**What you need to do**
Write out all of the data exactly as it appears.

**Records to use**

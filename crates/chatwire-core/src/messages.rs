use chrono::{DateTime, Utc};
use serde::{Deserialize, Serialize};
use serde_json::Value;

use crate::ids::{MessageId, ToolCallId};
use crate::usage::Usage;

pub const THINK_OPEN: &str = "<think>";
pub const THINK_CLOSE: &str = "</think>";

#[derive(Clone, Copy, Debug, PartialEq, Eq, Serialize, Deserialize)]
#[serde(rename_all = "lowercase")]
pub enum Role {
    User,
    Assistant,
    System,
    Tool,
}

/// A message as the UI store holds it.
#[derive(Clone, Debug, Serialize, Deserialize)]
#[serde(rename_all = "camelCase")]
pub struct ChatMessage {
    pub id: MessageId,
    pub role: Role,
    /// Visible text. Assistant messages may start with a `<think>` block.
    pub content: String,
    pub streaming: bool,
    /// Interleaved text/tool segments in the order they happened. `None` for
    /// turns that never called a tool.
    #[serde(default, skip_serializing_if = "Option::is_none")]
    pub parts: Option<Vec<Part>>,
    #[serde(default, skip_serializing_if = "Vec::is_empty")]
    pub images: Vec<ImageRef>,
    #[serde(default, skip_serializing_if = "Vec::is_empty")]
    pub attachments: Vec<Attachment>,
    #[serde(default, skip_serializing_if = "Option::is_none")]
    pub usage: Option<Usage>,
    pub created_at: DateTime<Utc>,
}

impl ChatMessage {
    pub fn user(content: impl Into<String>, attachments: Vec<Attachment>) -> Self {
        Self {
            id: MessageId::new(),
            role: Role::User,
            content: content.into(),
            streaming: false,
            parts: None,
            images: Vec::new(),
            attachments,
            usage: None,
            created_at: Utc::now(),
        }
    }

    /// Empty assistant message that a turn streams into.
    pub fn assistant_placeholder() -> Self {
        Self {
            id: MessageId::new(),
            role: Role::Assistant,
            content: String::new(),
            streaming: true,
            parts: None,
            images: Vec::new(),
            attachments: Vec::new(),
            usage: None,
            created_at: Utc::now(),
        }
    }

    pub fn assistant_text(content: impl Into<String>) -> Self {
        Self {
            content: content.into(),
            streaming: false,
            ..Self::assistant_placeholder()
        }
    }

    pub fn system(content: impl Into<String>) -> Self {
        Self {
            role: Role::System,
            content: content.into(),
            streaming: false,
            ..Self::assistant_placeholder()
        }
    }
}

#[derive(Clone, Debug, PartialEq, Eq, Serialize, Deserialize)]
#[serde(rename_all = "camelCase")]
pub struct Attachment {
    pub name: String,
    pub mime_type: String,
    pub url: String,
}

impl Attachment {
    pub fn is_image(&self) -> bool {
        self.mime_type.starts_with("image/")
    }
}

/// Image produced by the model. Either a self-contained URL or a data URI.
#[derive(Clone, Debug, Default, PartialEq, Eq, Serialize, Deserialize)]
pub struct ImageRef {
    pub url: String,
}

#[derive(Clone, Debug, PartialEq, Serialize, Deserialize)]
#[serde(tag = "kind", rename_all = "snake_case")]
pub enum Part {
    Text { content: String },
    ToolInvocation(ToolInvocationPart),
}

#[derive(Clone, Copy, Debug, PartialEq, Eq, Serialize, Deserialize)]
#[serde(rename_all = "kebab-case")]
pub enum ToolState {
    InputAvailable,
    OutputAvailable,
    OutputError,
}

#[derive(Clone, Debug, PartialEq, Serialize, Deserialize)]
#[serde(rename_all = "camelCase")]
pub struct ToolInvocationPart {
    /// `tool-<name>`, used by the renderer to pick a view.
    #[serde(rename = "type")]
    pub part_type: String,
    pub tool_call_id: ToolCallId,
    pub tool_name: String,
    pub state: ToolState,
    pub input: Value,
    #[serde(default, skip_serializing_if = "Option::is_none")]
    pub output: Option<Value>,
    #[serde(default, skip_serializing_if = "Option::is_none")]
    pub error_text: Option<String>,
}

impl ToolInvocationPart {
    pub fn pending(call: &ToolCallBlock) -> Self {
        Self {
            part_type: format!("tool-{}", call.name),
            tool_call_id: call.id.clone(),
            tool_name: call.name.clone(),
            state: ToolState::InputAvailable,
            input: call.parsed_arguments(),
            output: None,
            error_text: None,
        }
    }
}

/// A finalized tool call as the model requested it. `arguments` is kept as
/// the raw JSON text so it can be echoed back to the gateway verbatim.
#[derive(Clone, Debug, PartialEq, Eq, Serialize, Deserialize)]
pub struct ToolCallBlock {
    pub id: ToolCallId,
    pub name: String,
    pub arguments: String,
}

impl ToolCallBlock {
    /// Parsed arguments, or an empty object when they are blank or malformed.
    pub fn parsed_arguments(&self) -> Value {
        serde_json::from_str(&self.arguments)
            .ok()
            .filter(Value::is_object)
            .unwrap_or_else(|| Value::Object(serde_json::Map::new()))
    }
}

/// One entry of the message list sent to the gateway.
#[derive(Clone, Debug, PartialEq, Serialize, Deserialize)]
#[serde(tag = "role", rename_all = "lowercase")]
pub enum HistoryEntry {
    System {
        content: String,
    },
    User {
        content: String,
        #[serde(default)]
        attachments: Vec<Attachment>,
    },
    Assistant {
        content: String,
        #[serde(default)]
        tool_calls: Vec<ToolCallBlock>,
    },
    Tool {
        tool_call_id: ToolCallId,
        name: String,
        content: String,
    },
}

/// Render reasoning and answer text as one visible string.
///
/// While only reasoning exists the block is left open, which tells the
/// renderer the model is still thinking.
pub fn render_with_reasoning(reasoning: &str, content: &str) -> String {
    if reasoning.is_empty() {
        return content.to_string();
    }
    if content.is_empty() {
        format!("{THINK_OPEN}\n{reasoning}")
    } else {
        format!("{THINK_OPEN}\n{reasoning}\n{THINK_CLOSE}\n\n{content}")
    }
}

/// Strip a leading `<think>` block, returning only the answer text.
pub fn strip_reasoning(content: &str) -> &str {
    let trimmed = content.trim_start();
    let Some(rest) = trimmed.strip_prefix(THINK_OPEN) else {
        return content;
    };
    match rest.find(THINK_CLOSE) {
        Some(end) => rest[end + THINK_CLOSE.len()..].trim_start(),
        None => "",
    }
}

**Exercise result**
filename crates/chatwire-core/src/messages.rs
use chrono::{DateTime, Utc};
use serde::{Deserialize, Serialize};
use serde_json::Value;

use crate::ids::{MessageId, ToolCallId};
use crate::usage::Usage;

pub const THINK_OPEN: &str = "<think>";
pub const THINK_CLOSE: &str = "</think>";

#[derive(Clone, Copy, Debug, PartialEq, Eq, Serialize, Deserialize)]
#[serde(rename_all = "lowercase")]
pub enum Role {
    User,
    Assistant,
    System,
    Tool,
}

/// A message as the UI store holds it.
#[derive(Clone, Debug, Serialize, Deserialize)]
#[serde(rename_all = "camelCase")]
pub struct ChatMessage {
    pub id: MessageId,
    pub role: Role,
    /// Visible text. Assistant messages may start with a `<think>` block.
    pub content: String,
    pub streaming: bool,
    /// Interleaved text/tool segments in the order they happened. `None` for
    /// turns that never called a tool.
    #[serde(default, skip_serializing_if = "Option::is_none")]
    pub parts: Option<Vec<Part>>,
    #[serde(default, skip_serializing_if = "Vec::is_empty")]
    pub images: Vec<ImageRef>,
    #[serde(default, skip_serializing_if = "Vec::is_empty")]
    pub attachments: Vec<Attachment>,
    #[serde(default, skip_serializing_if = "Option::is_none")]
    pub usage: Option<Usage>,
    pub created_at: DateTime<Utc>,
}

impl ChatMessage {
    pub fn user(content: impl Into<String>, attachments: Vec<Attachment>) -> Self {
        Self {
            id: MessageId::new(),
            role: Role::User,
            content: content.into(),
            streaming: false,
            parts: None,
            images: Vec::new(),
            attachments,
            usage: None,
            created_at: Utc::now(),
        }
    }

    /// Empty assistant message that a turn streams into.
    pub fn assistant_placeholder() -> Self {
        Self {
            id: MessageId::new(),
            role: Role::Assistant,
            content: String::new(),
            streaming: true,
            parts: None,
            images: Vec::new(),
            attachments: Vec::new(),
            usage: None,
            created_at: Utc::now(),
        }
    }

    pub fn assistant_text(content: impl Into<String>) -> Self {
        Self {
            content: content.into(),
            streaming: false,
            ..Self::assistant_placeholder()
        }
    }

    pub fn system(content: impl Into<String>) -> Self {
        Self {
            role: Role::System,
            content: content.into(),
            streaming: false,
            ..Self::assistant_placeholder()
        }
    }
}

#[derive(Clone, Debug, PartialEq, Eq, Serialize, Deserialize)]
#[serde(rename_all = "camelCase")]
pub struct Attachment {
    pub name: String,
    pub mime_type: String,
    pub url: String,
}

impl Attachment {
    pub fn is_image(&self) -> bool {
        self.mime_type.starts_with("image/")
    }
}

/// Image produced by the model. Either a self-contained URL or a data URI.
#[derive(Clone, Debug, Default, PartialEq, Eq, Serialize, Deserialize)]
pub struct ImageRef {
    pub url: String,
}

#[derive(Clone, Debug, PartialEq, Serialize, Deserialize)]
#[serde(tag = "kind", rename_all = "snake_case")]
pub enum Part {
    Text { content: String },
    ToolInvocation(ToolInvocationPart),
}

#[derive(Clone, Copy, Debug, PartialEq, Eq, Serialize, Deserialize)]
#[serde(rename_all = "kebab-case")]
pub enum ToolState {
    InputAvailable,
    OutputAvailable,
    OutputError,
}

#[derive(Clone, Debug, PartialEq, Serialize, Deserialize)]
#[serde(rename_all = "camelCase")]
pub struct ToolInvocationPart {
    /// `tool-<name>`, used by the renderer to pick a view.
    #[serde(rename = "type")]
    pub part_type: String,
    pub tool_call_id: ToolCallId,
    pub tool_name: String,
    pub state: ToolState,
    pub input: Value,
    #[serde(default, skip_serializing_if = "Option::is_none")]
    pub output: Option<Value>,
    #[serde(default, skip_serializing_if = "Option::is_none")]
    pub error_text: Option<String>,
}

impl ToolInvocationPart {
    pub fn pending(call: &ToolCallBlock) -> Self {
        Self {
            part_type: format!("tool-{}", call.name),
            tool_call_id: call.id.clone(),
            tool_name: call.name.clone(),
            state: ToolState::InputAvailable,
            input: call.parsed_arguments(),
            output: None,
            error_text: None,
        }
    }
}

/// A finalized tool call as the model requested it. `arguments` is kept as
/// the raw JSON text so it can be echoed back to the gateway verbatim.
#[derive(Clone, Debug, PartialEq, Eq, Serialize, Deserialize)]
pub struct ToolCallBlock {
    pub id: ToolCallId,
    pub name: String,
    pub arguments: String,
}

impl ToolCallBlock {
    /// Parsed arguments, or an empty object when they are blank or malformed.
    pub fn parsed_arguments(&self) -> Value {
        serde_json::from_str(&self.arguments)
            .ok()
            .filter(Value::is_object)
            .unwrap_or_else(|| Value::Object(serde_json::Map::new()))
    }
}

/// One entry of the message list sent to the gateway.
#[derive(Clone, Debug, PartialEq, Serialize, Deserialize)]
#[serde(tag = "role", rename_all = "lowercase")]
pub enum HistoryEntry {
    System {
        content: String,
    },
    User {
        content: String,
        #[serde(default)]
        attachments: Vec<Attachment>,
    },
    Assistant {
        content: String,
        #[serde(default)]
        tool_calls: Vec<ToolCallBlock>,
    },
    Tool {
        tool_call_id: ToolCallId,
        name: String,
        content: String,
    },
}

/// Render reasoning and answer text as one visible string.
///
/// While only reasoning exists the block is left open, which tells the
/// renderer the model is still thinking.
pub fn render_with_reasoning(reasoning: &str, content: &str) -> String {
    if reasoning.is_empty() {
        return content.to_string();
    }
    if content.is_empty() {
        format!("{THINK_OPEN}\n{reasoning}")
    } else {
        format!("{THINK_OPEN}\n{reasoning}\n{THINK_CLOSE}\n\n{content}")
    }
}

/// Strip a leading `<think>` block, returning only the answer text.
pub fn strip_reasoning(content: &str) -> &str {
    let trimmed = content.trim_start();
    let Some(rest) = trimmed.strip_prefix(THINK_OPEN) else {
        return content;
    };
    match rest.find(THINK_CLOSE) {
        Some(end) => rest[end + THINK_CLOSE.len()..].trim_start(),
        None => "",
    }
}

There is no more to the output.